In the meantime: bootstrap your own copy¶
Until the snapshot is published, the working alternative is to run the ingestion pipeline locally and let it build the corpus from the upstream sources we ourselves ingest from. This is exactly what the production system does — just on your hardware.
The full how-to is on the Local installation page, specifically the Bootstrapping the dataset section.
In one paragraph: you bring up the Docker Compose stack, run the seed and ingest commands (federal MPs, provincial rosters, then per- jurisdiction Hansard), and the scanner + embedding service do the rest on a continuous loop. Building a complete current-session corpus from cold takes hours; building a complete historical corpus across every covered jurisdiction takes considerably longer — but you can scope to just the jurisdictions you care about and skip the rest.
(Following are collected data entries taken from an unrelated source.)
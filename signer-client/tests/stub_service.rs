//! Integration tests against a stubbed signing service.

use base64::Engine as _;
use base64::engine::general_purpose::STANDARD;
use signer_client::{
    Operation, SignerClient, SignerConfig, SignerError, SignerProvider, TOKEN_HEADER,
    TransportErrorKind,
};
use signer_test_utils::fixtures::{FIXED_SIGNATURE, STUB_TOKEN};
use signer_test_utils::{StubSigningService, closed_port_url, form_fields};
use wiremock::matchers::{method, path};
use wiremock::{Mock, MockServer, ResponseTemplate};

fn client(base_url: impl Into<String>, token: &str) -> SignerClient {
    SignerClient::new(SignerConfig::new(base_url, token)).unwrap()
}

async fn call(client: &SignerClient, operation: Operation) -> Result<(), SignerError> {
    match operation {
        Operation::Encrypt => client.encrypt(b"payload").await.map(drop),
        Operation::Decrypt => client.decrypt(b"payload").await.map(drop),
        Operation::Sign => client.sign(b"payload").await.map(drop),
        Operation::CheckSign => client.check_sign(b"payload", b"sig").await.map(drop),
    }
}

#[tokio::test]
async fn test_sign_then_check_sign() {
    let server = StubSigningService::start().await;
    let client = client(server.uri(), STUB_TOKEN);

    let signature = client.sign(b"invoice #42").await.unwrap();
    assert_eq!(signature, FIXED_SIGNATURE);
    assert!(client.check_sign(b"invoice #42", &signature).await.unwrap());
    assert!(!client.check_sign(b"invoice #42", b"forged").await.unwrap());
    assert!(!client.check_sign(b"invoice #42", b"").await.unwrap());
}

#[tokio::test]
async fn test_encrypt_decrypt_round_trip() {
    let server = StubSigningService::start().await;
    let client = client(server.uri(), STUB_TOKEN);

    let plaintext = b"\x00\x01binary\xfe\xff";
    let ciphertext = client.encrypt(plaintext).await.unwrap();
    assert_eq!(client.decrypt(&ciphertext).await.unwrap(), plaintext);
}

#[tokio::test]
async fn test_request_shape() {
    let server = StubSigningService::start().await;
    let client = client(format!("{}///", server.uri()), STUB_TOKEN);

    client.check_sign(b"doc", b"\xff\x00").await.unwrap();

    let requests = server.received_requests().await.unwrap();
    assert_eq!(requests.len(), 1);
    let request = &requests[0];
    assert_eq!(request.method.as_str(), "POST");
    assert_eq!(request.url.path(), "/checkSign");
    assert!(request.url.query().is_none());
    assert_eq!(
        request.headers.get("content-type").unwrap(),
        "application/x-www-form-urlencoded"
    );

    let fields = form_fields(request);
    assert_eq!(fields.len(), 2);
    assert_eq!(STANDARD.decode(&fields["data"]).unwrap(), b"doc");
    assert_eq!(STANDARD.decode(&fields["sign"]).unwrap(), b"\xff\x00");
}

#[tokio::test]
async fn test_token_sent_on_every_operation() {
    let server = StubSigningService::start().await;
    let client = client(server.uri(), STUB_TOKEN);

    for operation in Operation::ALL {
        call(&client, operation).await.unwrap();
    }

    let requests = server.received_requests().await.unwrap();
    assert_eq!(requests.len(), Operation::ALL.len());
    for (request, operation) in requests.iter().zip(Operation::ALL) {
        assert_eq!(request.url.path(), operation.resource());
        let tokens: Vec<_> = request.headers.get_all(TOKEN_HEADER).iter().collect();
        assert_eq!(tokens.len(), 1);
        assert_eq!(tokens[0], STUB_TOKEN);
    }
}

#[tokio::test]
async fn test_wrong_token_is_rejected() {
    let server = StubSigningService::start().await;
    let client = client(server.uri(), "someone-else");

    let err = client.sign(b"x").await.unwrap_err();
    assert_eq!(err.status(), Some(404));
}

#[tokio::test]
async fn test_server_error_on_every_operation() {
    let server = MockServer::start().await;
    Mock::given(method("POST"))
        .respond_with(ResponseTemplate::new(500).set_body_string("signer exploded"))
        .mount(&server)
        .await;
    let client = client(server.uri(), "t");

    for operation in Operation::ALL {
        match call(&client, operation).await.unwrap_err() {
            SignerError::HttpStatus { status, body } => {
                assert_eq!(status, 500);
                assert_eq!(body, "signer exploded");
            }
            other => panic!("{operation}: expected HttpStatus, got {other:?}"),
        }
    }
}

#[tokio::test]
async fn test_unreachable_service_on_every_operation() {
    let client = client(closed_port_url(), "t");

    for operation in Operation::ALL {
        match call(&client, operation).await.unwrap_err() {
            SignerError::Transport { kind, .. } => {
                assert_eq!(kind, TransportErrorKind::Connect, "{operation}");
            }
            other => panic!("{operation}: expected Transport, got {other:?}"),
        }
    }
}

#[tokio::test]
async fn test_refused_connection_keeps_os_code_and_cause() {
    let client = client(closed_port_url(), "t");

    match client.sign(b"x").await.unwrap_err() {
        SignerError::Transport { kind, code, message } => {
            assert_eq!(kind, TransportErrorKind::Connect);
            assert_eq!(code, Some(111));
            assert!(message.to_lowercase().contains("refused"), "{message}");
        }
        other => panic!("expected Transport, got {other:?}"),
    }
}

#[tokio::test]
async fn test_unresolvable_host_names_dns_failure() {
    let client = client("http://no-such-host.invalid", "t");

    match client.encrypt(b"x").await.unwrap_err() {
        SignerError::Transport { kind, code, message } => {
            assert_eq!(kind, TransportErrorKind::Connect);
            assert!(code.is_none());
            assert!(message.to_lowercase().contains("dns"), "{message}");
        }
        other => panic!("expected Transport, got {other:?}"),
    }
}

#[tokio::test]
async fn test_unpadded_response_decodes() {
    let server = MockServer::start().await;
    Mock::given(method("POST"))
        .and(path("/sign"))
        .respond_with(ResponseTemplate::new(200).set_body_string("aGVsbG8"))
        .mount(&server)
        .await;
    let client = client(server.uri(), "t");

    assert_eq!(client.sign(b"x").await.unwrap(), b"hello");
}

#[tokio::test]
async fn test_no_content_yields_empty_bytes() {
    let server = MockServer::start().await;
    Mock::given(method("POST"))
        .respond_with(ResponseTemplate::new(204))
        .mount(&server)
        .await;
    let client = client(server.uri(), "t");

    assert!(client.encrypt(b"x").await.unwrap().is_empty());
    assert!(client.decrypt(b"x").await.unwrap().is_empty());
    assert!(client.sign(b"x").await.unwrap().is_empty());
    assert!(!client.check_sign(b"x", b"y").await.unwrap());
}

#[tokio::test]
async fn test_check_sign_requires_exact_literal() {
    let server = MockServer::start().await;
    Mock::given(method("POST"))
        .and(path("/checkSign"))
        .respond_with(ResponseTemplate::new(200).set_body_string("true\n"))
        .mount(&server)
        .await;
    let client = client(server.uri(), "t");

    assert!(!client.check_sign(b"x", b"y").await.unwrap());
}

#[tokio::test]
async fn test_timeout_is_transport_error() {
    let server = MockServer::start().await;
    Mock::given(method("POST"))
        .respond_with(
            ResponseTemplate::new(200)
                .set_body_string("AA==")
                .set_delay(std::time::Duration::from_millis(500)),
        )
        .mount(&server)
        .await;
    let config = SignerConfig::new(server.uri(), "t")
        .with_timeout(std::time::Duration::from_millis(50));
    let client = SignerClient::new(config).unwrap();

    let err = client.sign(b"x").await.unwrap_err();
    assert!(matches!(
        err,
        SignerError::Transport {
            kind: TransportErrorKind::Timeout,
            ..
        }
    ));
    assert!(err.is_retryable());
}

#[tokio::test]
async fn test_client_usable_through_provider_trait() {
    async fn sign_and_verify<P: SignerProvider>(provider: &P, data: &[u8]) -> bool {
        let Ok(signature) = provider.sign(data).await else {
            return false;
        };
        provider.check_sign(data, &signature).await.unwrap_or(false)
    }

    let server = StubSigningService::start().await;
    let client = client(server.uri(), STUB_TOKEN);
    assert!(sign_and_verify(&client, b"contract").await);

    let mock = signer_test_utils::MockSignerProvider::new();
    assert!(sign_and_verify(&mock, b"contract").await);
}

#[tokio::test]
async fn test_concurrent_calls_share_one_client() {
    let server = StubSigningService::start().await;
    let client = client(server.uri(), STUB_TOKEN);

    let handles: Vec<_> = (0u8..8)
        .map(|i| {
            let client = client.clone();
            tokio::spawn(async move {
                let plaintext = vec![i; usize::from(i) + 1];
                let ciphertext = client.encrypt(&plaintext).await.unwrap();
                assert_eq!(client.decrypt(&ciphertext).await.unwrap(), plaintext);
            })
        })
        .collect();

    for handle in handles {
        handle.await.unwrap();
    }
    assert_eq!(server.received_requests().await.unwrap().len(), 16);
}
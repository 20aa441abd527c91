//! Client for a remote signing and encryption service.
//!
//! Encryption, decryption, signing and signature verification all happen
//! server-side. This crate only moves bytes: payloads go out base64 encoded
//! in a form body with an `X-Token` header, and answers come back as base64
//! bytes or a literal `true`/`false` verdict.
//!
//! ```no_run
//! use signer_client::{BlockingSignerClient, SignerConfig};
//! use std::time::Duration;
//!
//! # fn main() -> Result<(), signer_client::SignerError> {
//! let config = SignerConfig::new("https://signer.internal", "token")
//!     .with_timeout(Duration::from_secs(10));
//! let client = BlockingSignerClient::new(config)?;
//!
//! let signature = client.sign(b"invoice #42")?;
//! assert!(client.check_sign(b"invoice #42", &signature)?);
//! # Ok(())
//! # }
//! ```

#![forbid(unsafe_code)]
#![warn(missing_docs)]

pub mod blocking;
pub mod client;
pub mod config;
pub mod envelope;
pub mod error;
pub mod operation;
pub mod provider;
pub mod tracing_config;
pub mod transport;

pub use blocking::BlockingSignerClient;
pub use client::{SignerClient, TOKEN_HEADER};
pub use config::SignerConfig;
pub use envelope::{Method, RequestBody, RequestEnvelope};
pub use error::{SignerError, SignerResult, TransportErrorKind};
pub use operation::Operation;
pub use provider::SignerProvider;
pub use tracing_config::{TracingConfig, init_tracing};
pub use transport::TransportOptions;
//! Signer client configuration.

use std::time::Duration;

use reqwest::header::HeaderValue;
use secrecy::{ExposeSecret, SecretString};
use url::Url;

use crate::error::{SignerError, SignerResult};
use crate::transport::TransportOptions;

/// Signer client configuration.
///
/// Immutable once handed to a client. The token is kept in a
/// [`SecretString`] and is redacted from `Debug` output.
#[derive(Debug, Clone)]
pub struct SignerConfig {
    /// Base URL of the signing service
    pub base_url: String,
    /// Token sent in the `X-Token` header
    pub token: SecretString,
    /// Transport tuning
    pub transport: TransportOptions,
}

impl SignerConfig {
    /// Create a new configuration with default transport options.
    #[must_use]
    pub fn new(base_url: impl Into<String>, token: impl Into<String>) -> Self {
        Self {
            base_url: base_url.into(),
            token: SecretString::from(token.into()),
            transport: TransportOptions::default(),
        }
    }

    /// Replace the transport options.
    #[must_use]
    pub fn with_transport(mut self, transport: TransportOptions) -> Self {
        self.transport = transport;
        self
    }

    /// Set the overall request timeout.
    #[must_use]
    pub fn with_timeout(mut self, timeout: Duration) -> Self {
        self.transport.timeout = Some(timeout);
        self
    }

    /// Load configuration from `SIGNER_*` environment variables.
    ///
    /// # Errors
    ///
    /// Returns [`SignerError::InvalidConfig`] if `SIGNER_URL` or
    /// `SIGNER_TOKEN` is missing, or an optional variable cannot be parsed.
    pub fn from_env() -> SignerResult<Self> {
        Self::from_lookup(|key| std::env::var(key).ok())
    }

    /// Load configuration through an arbitrary variable lookup.
    ///
    /// # Errors
    ///
    /// Same as [`SignerConfig::from_env`].
    pub fn from_lookup<F>(lookup: F) -> SignerResult<Self>
    where
        F: Fn(&str) -> Option<String>,
    {
        let required = |key: &str| {
            lookup(key).ok_or_else(|| SignerError::invalid_config(format!("{key} is not set")))
        };
        let seconds = |key: &str| -> SignerResult<Option<Duration>> {
            lookup(key)
                .map(|raw| {
                    raw.trim().parse::<u64>().map(Duration::from_secs).map_err(|e| {
                        SignerError::invalid_config(format!("{key} must be whole seconds: {e}"))
                    })
                })
                .transpose()
        };

        let accept_invalid_certs = match lookup("SIGNER_ACCEPT_INVALID_CERTS").as_deref() {
            None | Some("" | "0" | "false") => false,
            Some("1" | "true") => true,
            Some(other) => {
                return Err(SignerError::invalid_config(format!(
                    "SIGNER_ACCEPT_INVALID_CERTS must be true or false, got {other}"
                )));
            }
        };
        let defaults = TransportOptions::default();
        let transport = TransportOptions {
            timeout: seconds("SIGNER_TIMEOUT_SECS")?,
            connect_timeout: seconds("SIGNER_CONNECT_TIMEOUT_SECS")?,
            proxy: lookup("SIGNER_PROXY").filter(|p| !p.is_empty()),
            user_agent: lookup("SIGNER_USER_AGENT").unwrap_or(defaults.user_agent.clone()),
            accept_invalid_certs,
            ..defaults
        };

        Ok(Self::new(required("SIGNER_URL")?, required("SIGNER_TOKEN")?).with_transport(transport))
    }

    /// Check the configuration without contacting the service.
    ///
    /// # Errors
    ///
    /// Returns [`SignerError::InvalidConfig`] if the base URL is not an
    /// absolute `http`/`https` URL, or the token is empty or not a valid
    /// header value.
    pub fn validate(&self) -> SignerResult<()> {
        let url = Url::parse(&self.base_url)
            .map_err(|e| SignerError::invalid_config(format!("Invalid base URL: {e}")))?;
        if !matches!(url.scheme(), "http" | "https") {
            return Err(SignerError::invalid_config(format!(
                "Unsupported base URL scheme: {}",
                url.scheme()
            )));
        }
        self.token_header().map(|_| ())
    }

    /// Token as a sensitive header value.
    pub(crate) fn token_header(&self) -> SignerResult<HeaderValue> {
        let token = self.token.expose_secret();
        if token.is_empty() {
            return Err(SignerError::invalid_config("Token must not be empty"));
        }
        let mut value = HeaderValue::from_str(token)
            .map_err(|_| SignerError::invalid_config("Token is not a valid header value"))?;
        value.set_sensitive(true);
        Ok(value)
    }
}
This route also gives you continuously fresh data instead of weekly snapshots, which matters if you're tracking ongoing legislative activity in real time.
Want early access?¶
If you have a research, journalism, or civic-tech use case that would benefit from an early snapshot — even one with rougher edges than the public version will have — contact us. We're happy to share what we have under a short reuse agreement while the public version comes together.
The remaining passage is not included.